Muhammad Hanzla Umair, Shahab Saidullah, Sadaf Shabeer, Roha Daneyal, Neha Kumar, Priyanka Shetiya, Hina Ahmed Siddiqi, Haresh Kumar, Anjali Bai, Raja Sadam Mehmood, Abida Perveen, F N U Abdullah, Jahanzeb Malik
Abstract
Open AccessBACKGROUND: Venous puncture failure during cardiac implantable electronic device (CIED) implantation is a significant procedural challenge, particularly in fasting patients. Pre-procedural intravenous normal saline (NS) infusion may enhance venous filling and improve procedural outcomes, but evidence in this setting is limited. METHODS: We conducted a retrospective cohort study at Abbas Institute of Medical Sciences, including 2852 patients undergoing CIED implantation.
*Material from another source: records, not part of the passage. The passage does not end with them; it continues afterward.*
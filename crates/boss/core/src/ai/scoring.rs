//! Utility scoring for boss decisions.
//!
//! Each generator looks at the [`ScoringContext`] and produces zero or one
//! [`Decision`] (abilities produce one per usable ability). Candidates are
//! collected in a fixed order so that ties resolve the same way every run:
//!
//! 1. Attack
//! 2. Abilities, in catalog order
//! 3. Move
//! 4. Seek cover
//!
//! # Priorities
//!
//! | Candidate | Eligible when | Priority |
//! |-----------|---------------|----------|
//! | Attack | line of sight, `d <= attack_range` | `50 + 10(range - d)`, x0.7 at low health |
//! | Move (retreat) | `d < min` | `45 + 10(min - d)` |
//! | Move (approach) | `d > max` | `30 + 2(d - max)`, capped at 60 |
//! | Move (orbit) | inside the band, no line of sight | `25` |
//! | Seek cover | low health, cover found | `70 + (threshold - health)` |
//!
//! Ability heuristics live in [`ability_priority`].
//!
//! The ground plane is XZ; orbit points rotate about the Y axis.

use arrayvec::ArrayVec;
use glam::Vec3;

use super::perception::Perception;
use super::types::{Decision, DecisionKind};
use crate::ability::{AbilityCatalog, AbilityDefinition, AbilityKind};
use crate::config::BossConfig;
use crate::env::CombatOracle;

/// Candidate buffer for one decision step.
pub type Candidates = ArrayVec<Decision, { BossConfig::MAX_CANDIDATES }>;

/// Read-only blackboard for one decision step.
pub struct ScoringContext<'a> {
    pub position: Vec3,
    pub health_percent: f32,
    pub perception: &'a Perception,
    pub config: &'a BossConfig,
    pub catalog: &'a AbilityCatalog,
    pub oracle: &'a dyn CombatOracle,
    /// Outcome of this step's ability-use roll.
    pub use_abilities: bool,
    /// Outcome of this step's seek-cover roll.
    pub consider_cover: bool,
}

impl ScoringContext<'_> {
    /// Unit vector from the target toward the boss on the ground plane.
    fn away_from(&self, target: Vec3) -> Vec3 {
        let away = Vec3::new(self.position.x - target.x, 0.0, self.position.z - target.z);
        away.try_normalize().unwrap_or(Vec3::X)
    }

    fn is_low_health(&self) -> bool {
        self.health_percent < self.config.low_health_threshold
    }
}

/// Collects every eligible candidate in generation order.
pub fn generate(ctx: &ScoringContext<'_>) -> Candidates {
    let mut candidates = Candidates::new();

    if let Some(decision) = attack(ctx) {
        candidates.push(decision);
    }
    if ctx.use_abilities {
        abilities(ctx, &mut candidates);
    }
    for decision in [movement(ctx), seek_cover(ctx)].into_iter().flatten() {
        if let Err(err) = candidates.try_push(decision) {
            tracing::warn!("Candidate buffer full, dropping {}", err.element().kind);
        }
    }

    candidates
}

pub fn attack(ctx: &ScoringContext<'_>) -> Option<Decision> {
    let target = ctx.perception.target_position()?;
    let distance = ctx.perception.distance;
    let range = ctx.config.attack_range;
    if !ctx.perception.line_of_sight || distance > range {
        return None;
    }

    let mut priority = 50.0 + 10.0 * (range - distance);
    if ctx.is_low_health() {
        priority *= 0.7;
    }
    Some(Decision::new(DecisionKind::Attack, priority, target))
}

/// One candidate per usable ability in the current phase.
pub fn abilities(ctx: &ScoringContext<'_>, out: &mut Candidates) {
    let Some(target) = ctx.perception.target_position() else {
        return;
    };

    for def in ctx.catalog.allowed() {
        if !ctx.catalog.can_use(def.id.as_str()) {
            continue;
        }
        let Some(priority) = ability_priority(
            def,
            ctx.perception.distance,
            ctx.perception.line_of_sight,
            ctx.health_percent,
            ctx.config,
        ) else {
            continue;
        };

        let decision = Decision::use_ability(def.id.clone(), priority, target);
        if out.try_push(decision).is_err() {
            tracing::warn!("Candidate buffer full, skipping {}", def.id);
            return;
        }
    }
}

/// Kind-specific heuristic for one ability. `None` when the ability does not fit.
///
/// - Melee: close targets, `55 + 10(range - d)`
/// - Ranged: farther is better, `40 + 2d`
/// - Area: close targets, `60 + 5(range - d)`
/// - Charge: beyond the minimum distance, `35 + 3d`
/// - Ultimate: grows as health drops, `40 + 0.6(100 - health)`
/// - Summon: grows as health drops, `35 + 0.4(100 - health)`
/// - Teleport: escape when crowded (65) or close the gap (`45 + d`)
pub fn ability_priority(
    def: &AbilityDefinition,
    distance: f32,
    line_of_sight: bool,
    health_percent: f32,
    config: &BossConfig,
) -> Option<f32> {
    if def.kind.needs_line_of_sight() && !line_of_sight {
        return None;
    }
    if !def.in_range(distance) {
        return None;
    }

    let missing = 100.0 - health_percent;
    match def.kind {
        AbilityKind::Melee => Some(55.0 + 10.0 * (def.range - distance).max(0.0)),
        AbilityKind::Ranged { .. } => Some(40.0 + 2.0 * distance),
        AbilityKind::Area { .. } => Some(60.0 + 5.0 * (def.range - distance).max(0.0)),
        AbilityKind::Charge { .. } => {
            (distance > config.min_distance_to_player).then_some(35.0 + 3.0 * distance)
        }
        AbilityKind::Ultimate => Some(40.0 + 0.6 * missing),
        AbilityKind::Summon { .. } => Some(35.0 + 0.4 * missing),
        AbilityKind::Teleport { .. } => {
            if distance < config.min_distance_to_player {
                Some(65.0)
            } else if distance > config.max_distance_to_player {
                Some(45.0 + distance)
            } else {
                None
            }
        }
    }
}

/// Keeps the boss inside the preferred distance band.
pub fn movement(ctx: &ScoringContext<'_>) -> Option<Decision> {
    let target = ctx.perception.target_position()?;
    let distance = ctx.perception.distance;
    let min = ctx.config.min_distance_to_player;
    let max = ctx.config.max_distance_to_player;
    let away = ctx.away_from(target);

    if distance < min {
        let point = target + away * min;
        return Some(Decision::new(
            DecisionKind::Move,
            45.0 + 10.0 * (min - distance),
            point,
        ));
    }
    if distance > max {
        let point = target + away * max;
        let priority = (30.0 + 2.0 * (distance - max)).min(60.0);
        return Some(Decision::new(DecisionKind::Move, priority, point));
    }
    if !ctx.perception.line_of_sight {
        // quarter turn around the target at the band midpoint
        let perpendicular = Vec3::new(-away.z, 0.0, away.x);
        let point = target + perpendicular * ((min + max) * 0.5);
        return Some(Decision::new(DecisionKind::Move, 25.0, point));
    }
    None
}

pub fn seek_cover(ctx: &ScoringContext<'_>) -> Option<Decision> {
    if !ctx.consider_cover || !ctx.is_low_health() {
        return None;
    }
    let target = ctx.perception.target_position()?;
    let away = ctx.away_from(target);
    let cover = ctx
        .oracle
        .find_cover(ctx.position, away, ctx.config.cover_search_radius)?;

    let priority = 70.0 + (ctx.config.low_health_threshold - ctx.health_percent);
    Some(Decision::new(DecisionKind::SeekCover, priority, cover))
}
Patients were divided into two groups: those who received intravenous NS infusion prior to the procedure (n = 1130) and those who did not (n = 1722). Baseline demographics, procedural details, and outcomes-including venous puncture failure, arterial puncture, site change, and acute kidney injury (AKI)-were compared. RESULTS: The NS group demonstrated a significantly lower rate of venous puncture failure (4.6% vs. 8.9%, p < 0.001) and arterial puncture failure (1.6% vs. 2.8%, p = 0.03). AKI occurred less frequently in the NS group, although this difference was not statistically significant (1.8% vs. 2.6%, p = 0.09). Predictors of venous puncture failure included absence of NS infusion (OR 2.1, 95% CI 1.5-3.0), BMI ≥ 30, and CKD. ROC analysis demonstrated good model discrimination (AUC = 0.81). CONCLUSION: Pre-procedural NS infusion significantly improves venous puncture success in fasting patients undergoing CIED implantation.